Because of this obvious anti-Bernie bias, I'll go so far as to make a bold prediction. The first Democratic debate is going to happen in a few weeks. This will be the first time many Democratic voters will be exposed to Bernie's unfiltered message. My prediction is that the post-debate polling will show a big bump for Bernie's support, after weighing Bernie's solutions to the nation's problems next to Hillary's.

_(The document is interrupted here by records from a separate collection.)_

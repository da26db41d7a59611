//! Structured extraction from academic portal pages.
//!
//! Every extractor takes a decoded [`RawDocument`] and returns records plus
//! a diagnostic; layout drift shows up as an empty result, never a panic.

use scraper::{Html, Selector};

use campus_model::RawDocument;

pub mod attendance;
pub mod exam;
pub mod lexicon;
pub mod normalize;
pub mod results;
pub mod timetable;

pub use attendance::{
    extract_attendance_grid, extract_attendance_grid_with, extract_subject_attendance,
    extract_subject_attendance_with,
};
pub use exam::{exam_result_links, extract_exam_result};
pub use lexicon::Lexicon;
pub use results::{extract_profile, extract_results, extract_results_with};
pub use timetable::{extract_timetable, extract_timetable_with};

/// True when the document is the portal's login page, i.e. the session lapsed.
pub fn is_login_page(doc: &RawDocument) -> bool {
    is_login_page_with(&doc.text, &Lexicon::default())
}

pub fn is_login_page_with(text: &str, lexicon: &Lexicon) -> bool {
    let html = Html::parse_document(text);
    let title_sel = Selector::parse("title").expect("valid selector");
    html.select(&title_sel)
        .next()
        .map(|t| t.text().collect::<String>().to_lowercase())
        .is_some_and(|title| title.contains(lexicon.login_marker.as_str()))
}

#[cfg(test)]
mod tests {
    use super::*;

    #[test]
    fn test_login_page_detection() {
        let login = RawDocument::new("<html><head><title>Portal | Login</title></head><body></body></html>");
        assert!(is_login_page(&login));

        let home = RawDocument::new("<html><head><title>Dashboard</title></head><body>login</body></html>");
        assert!(!is_login_page(&home));
    }
}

I still don't know what Bernie's chances for success truly are. Joe Biden's announcement (either way) will shake up the Democratic race, and this announcement is probably going to happen before the debates do. If Bernie does well in the first debate, though, and if his numbers do get a healthy bump, then the broadcast news is going to have to start talking about Sanders. At that point, the lack of coverage will become painfully obvious to all if it continues. At first (no doubt) this coverage will likely be mocking and dismissive, with plenty of jokes thrown in. But sooner or later the media is going to have to cope with the fact that Bernie Sanders's campaign is no laughing matter to those who have gotten on board the "Feel The Bern" train. Sooner or later they're going to have to address the real reason he's seen such a monstrous outpouring of support so far -- his issues and his agenda. Sooner or later, they're going to have to show Bernie a little more respect. With over a quarter of Democratic voters already supporting him and with over a million donations, Bernie Sanders has already earned this respect. A lot more respect than eight minutes out of 504, that's for sure.